The Elkhorn Municipal Building, located at 9 South Broad Street, is the main city government building in Elkhorn, Wisconsin. The building was constructed in 1930–31 to replace the previous city hall, which had become too small for the city's needs. Architect Edward Tough designed the Art Deco building. It was added to the National Register of Historic Places in 2012.

==History==
Elkhorn commissioned a new city hall in 1930 to replace its previous building, which was built in 1884. As the city added new services, the old building was no longer large enough to fit every function of government. In particular, the light and water department needed space for electrical appliances; like many private electric companies of the time, the light department sold appliances, which had become quite popular by 1930. The fire department also needed space to house both of its fire trucks.

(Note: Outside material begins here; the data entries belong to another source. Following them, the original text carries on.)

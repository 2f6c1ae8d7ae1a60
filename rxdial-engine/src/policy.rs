//! Tuning arithmetic.
//!
//! Everything here is a pure function of a [`TunerState`]. The session
//! controller re-derives a [`DerivedTuning`] on every change that affects the
//! graph instead of caching intermediate values.

use rxdial_messages::{Hertz, Mode, TunerState};

use crate::error::{EngineError, Result};
use crate::filters::{FilterSpec, select_filter_bandwidth};

/// Integer resampling factors, reduced to lowest terms.
#[derive(Debug, Clone, Copy, PartialEq, Eq)]
pub struct ResampleRatio {
    pub decimation: u64,
    pub interpolation: u64,
}

/// Greatest common divisor (Euclid).
pub fn gcd(mut a: u64, mut b: u64) -> u64 {
    while b != 0 {
        (a, b) = (b, a % b);
    }
    a
}

/// Reduce `input / output` to lowest terms.
pub fn compute_resample_ratio(input_rate: Hertz, output_rate: Hertz) -> Result<ResampleRatio> {
    if input_rate.0 == 0 || output_rate.0 == 0 {
        return Err(EngineError::Domain(format!(
            "cannot resample from {input_rate} to {output_rate}"
        )));
    }
    let divisor = gcd(input_rate.0, output_rate.0);
    Ok(ResampleRatio {
        decimation: input_rate.0 / divisor,
        interpolation: output_rate.0 / divisor,
    })
}

/// Upconversion applies when enabled and the base frequency is at or below the threshold.
pub fn upconvert_active(state: &TunerState) -> bool {
    state.upconvert_enabled && state.base_frequency <= state.upconvert_threshold
}

fn upconvert_component(state: &TunerState) -> u64 {
    if upconvert_active(state) {
        state.upconvert_lo_frequency.0
    } else {
        0
    }
}

/// Tone offset for the CW modes: half the CW pitch, signed by sideband.
pub fn cw_offset(state: &TunerState) -> f64 {
    let half = state.cw_base.0 as f64 / 2.0;
    match state.mode {
        Mode::CwUsb => half,
        Mode::CwLsb => -half,
        _ => 0.0,
    }
}

/// Limit a mixer offset to the Nyquist range of the audio-rate signal, keeping its sign.
pub fn clamp_offset(requested_offset: f64, audio_rate: Hertz) -> f64 {
    let limit = audio_rate.0 as f64 / 2.0;
    let magnitude = requested_offset.abs().min(limit);
    magnitude.copysign(requested_offset)
}

pub fn compute_mixer_offset(state: &TunerState) -> f64 {
    if !state.offset_enabled {
        return 0.0;
    }
    clamp_offset(state.offset_frequency, state.audio_rate)
}

/// Frequency the front end must be tuned to.
///
/// Truncated toward zero like the tuner drivers expect and saturated at 0 Hz.
pub fn compute_hardware_frequency(state: &TunerState) -> Hertz {
    let mixer_component = compute_mixer_offset(state) - cw_offset(state);
    let hz = state.base_frequency.0 as f64 + upconvert_component(state) as f64 + mixer_component;
    Hertz(hz.trunc().max(0.0) as u64)
}

/// The upconverter has its own crystal, so it gets its own correction.
pub fn select_correction_ppm(state: &TunerState) -> f64 {
    if upconvert_active(state) {
        state.correction_ppm_upconvert
    } else {
        state.correction_ppm
    }
}

/// Shift applied by the digital down-converter so the wanted signal lands at baseband.
pub fn xlating_center_frequency(state: &TunerState) -> f64 {
    -(compute_mixer_offset(state) + cw_offset(state))
}

/// Values derived from a [`TunerState`] to drive the DSP graph.
#[derive(Debug, Clone, PartialEq)]
pub struct DerivedTuning {
    pub hardware_center_frequency: Hertz,
    pub frequency_correction_ppm: f64,
    pub upconvert_active: bool,
    pub mixer_offset_frequency: f64,
    pub cw_offset: f64,
    pub xlating_center_frequency: f64,
    pub filter: FilterSpec,
    /// Hardware rate to audio rate.
    pub narrow_ratio: ResampleRatio,
    /// Hardware rate to the wide FM intermediate rate.
    pub wide_ratio: ResampleRatio,
    /// Intermediate rate to audio rate, after the wide FM demodulator.
    pub wfm_audio_ratio: ResampleRatio,
}

impl DerivedTuning {
    pub fn derive(state: &TunerState) -> Result<Self> {
        Ok(Self {
            hardware_center_frequency: compute_hardware_frequency(state),
            frequency_correction_ppm: select_correction_ppm(state),
            upconvert_active: upconvert_active(state),
            mixer_offset_frequency: compute_mixer_offset(state),
            cw_offset: cw_offset(state),
            xlating_center_frequency: xlating_center_frequency(state),
            filter: select_filter_bandwidth(state.mode, state.bandwidth_mode, state.cw_base),
            narrow_ratio: compute_resample_ratio(state.sample_rate, state.audio_rate)?,
            wide_ratio: compute_resample_ratio(state.sample_rate, state.if_sample_rate)?,
            wfm_audio_ratio: compute_resample_ratio(state.if_sample_rate, state.audio_rate)?,
        })
    }
}

#[cfg(test)]
mod tests {
    use super::*;
    use rxdial_messages::BandwidthMode;

    fn state() -> TunerState {
        TunerState::default()
    }

    #[test]
    fn test_resample_ratio_reduces_by_gcd() {
        assert_eq!(
            compute_resample_ratio(Hertz(2_400_000), Hertz(48_000)).unwrap(),
            ResampleRatio { decimation: 50, interpolation: 1 }
        );
        assert_eq!(gcd(2_048_000, 48_000), 16_000);
        assert_eq!(
            compute_resample_ratio(Hertz(2_048_000), Hertz(48_000)).unwrap(),
            ResampleRatio { decimation: 128, interpolation: 3 }
        );
    }

    #[test]
    fn test_resample_ratio_rejects_zero_rates() {
        assert!(matches!(
            compute_resample_ratio(Hertz(2_400_000), Hertz(0)),
            Err(EngineError::Domain(_))
        ));
        assert!(matches!(
            compute_resample_ratio(Hertz(0), Hertz(48_000)),
            Err(EngineError::Domain(_))
        ));
    }

    #[test]
    fn test_clamp_offset_properties() {
        for rate in [1_000u64, 8_000, 44_100, 48_000, 192_000] {
            let half = rate as f64 / 2.0;
            for x in [-1e6, -30_000.0, -24_000.0, -10_000.0, -0.5, 0.5, 1.0, 999.0, 23_999.0, 5e5] {
                let clamped = clamp_offset(x, Hertz(rate));
                assert!(clamped.abs() <= half, "{x} at {rate}");
                assert_eq!(clamped.signum(), x.signum(), "{x} at {rate}");
                if x.abs() <= half {
                    assert_eq!(clamped, x);
                }
            }
        }
        assert_eq!(clamp_offset(-30_000.0, Hertz(48_000)), -24_000.0);
    }

    #[test]
    fn test_mixer_offset_is_zero_when_disabled() {
        let mut s = state();
        s.offset_frequency = 5_000.0;
        assert_eq!(compute_mixer_offset(&s), 0.0);
        s.offset_enabled = true;
        assert_eq!(compute_mixer_offset(&s), 5_000.0);
        s.audio_rate = Hertz(8_000);
        assert_eq!(compute_mixer_offset(&s), 4_000.0);
    }

    #[test]
    fn test_upconvert_toggles_at_threshold_inclusive() {
        let mut s = state();
        s.upconvert_enabled = true;
        s.upconvert_threshold = Hertz::mhz(24);
        s.upconvert_lo_frequency = Hertz::mhz(125);

        s.base_frequency = Hertz::mhz(24);
        assert_eq!(compute_hardware_frequency(&s), Hertz::mhz(149));

        s.base_frequency = Hertz(24_000_001);
        assert_eq!(compute_hardware_frequency(&s), Hertz(24_000_001));

        s.upconvert_enabled = false;
        s.base_frequency = Hertz::mhz(24);
        assert_eq!(compute_hardware_frequency(&s), Hertz::mhz(24));
    }

    #[test]
    fn test_upconvert_scenario_uses_upconverter_correction() {
        let mut s = state();
        s.base_frequency = Hertz::mhz(5);
        s.upconvert_enabled = true;
        s.upconvert_threshold = Hertz::mhz(24);
        s.upconvert_lo_frequency = Hertz::mhz(125);
        s.correction_ppm = 1.5;
        s.correction_ppm_upconvert = -7.25;

        assert!(upconvert_active(&s));
        assert_eq!(compute_hardware_frequency(&s), Hertz(130_000_000));
        assert_eq!(select_correction_ppm(&s), -7.25);

        s.base_frequency = Hertz::mhz(50);
        assert_eq!(select_correction_ppm(&s), 1.5);
    }

    #[test]
    fn test_am_medium_scenario() {
        let s = TunerState {
            base_frequency: Hertz::mhz(10),
            mode: Mode::Am,
            upconvert_enabled: false,
            offset_enabled: false,
            bandwidth_mode: BandwidthMode::Medium,
            ..state()
        };
        let derived = DerivedTuning::derive(&s).unwrap();
        assert_eq!(derived.hardware_center_frequency, Hertz(10_000_000));
        assert_eq!(derived.filter.high_cut, 3000.0);
        assert_eq!(derived.filter.transition_width, 500.0);
        assert_eq!(derived.xlating_center_frequency, 0.0);
    }

    #[test]
    fn test_cw_offset_moves_hardware_and_mixer() {
        let mut s = state();
        s.cw_base = Hertz(800);
        s.offset_enabled = true;
        s.offset_frequency = 1_000.0;

        s.mode = Mode::CwUsb;
        assert_eq!(compute_hardware_frequency(&s), Hertz(10_000_600));
        assert_eq!(xlating_center_frequency(&s), -1_400.0);

        s.mode = Mode::CwLsb;
        assert_eq!(compute_hardware_frequency(&s), Hertz(10_001_400));
        assert_eq!(xlating_center_frequency(&s), -600.0);
    }

    #[test]
    fn test_hardware_frequency_saturates_at_zero() {
        let mut s = state();
        s.base_frequency = Hertz(100);
        s.offset_enabled = true;
        s.offset_frequency = -10_000.0;
        assert_eq!(compute_hardware_frequency(&s), Hertz(0));
    }

    #[test]
    fn test_derive_rejects_zero_audio_rate() {
        let mut s = state();
        s.audio_rate = Hertz(0);
        assert!(matches!(DerivedTuning::derive(&s), Err(EngineError::Domain(_))));
    }

    #[test]
    fn test_derive_is_deterministic() {
        let mut s = state();
        s.mode = Mode::Wfm;
        s.sample_rate = Hertz(2_048_000);
        let a = DerivedTuning::derive(&s).unwrap();
        let b = DerivedTuning::derive(&s).unwrap();
        assert_eq!(a, b);
        assert_eq!(a.wide_ratio, ResampleRatio { decimation: 128, interpolation: 15 });
        assert_eq!(a.wfm_audio_ratio, ResampleRatio { decimation: 5, interpolation: 1 });
    }
}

The city approved funding for the new building in February 1930, and construction began later that year. An additional bond was raised for the building that August. The final cost of the building was $73,000. After delays due to a labor dispute and replacing the building's contractor, the new city hall opened in September 1931. In addition to its government facilities, the new building included a large public auditorium, public restrooms, and a meeting place for the local American Legion post. The building has housed Elkhorn's city government since then, though the fire department later moved to a separate building and the light department discontinued its appliance sales.

The building was added to the National Register of Historic Places on August 7, 2012.

==Architecture==
Architect Edward Tough of Madison designed the three-story brick and limestone building in the Art Deco style. The building is Elkhorn's only professional Art Deco design. The main facade features a series of fluted two-story limestone pilasters below a stone panel engraved to read "MUNICIPAL BUILDING". Stone panels with a zigzag and line pattern separate the first and second stories, and a stone cornice divides the second and third floors.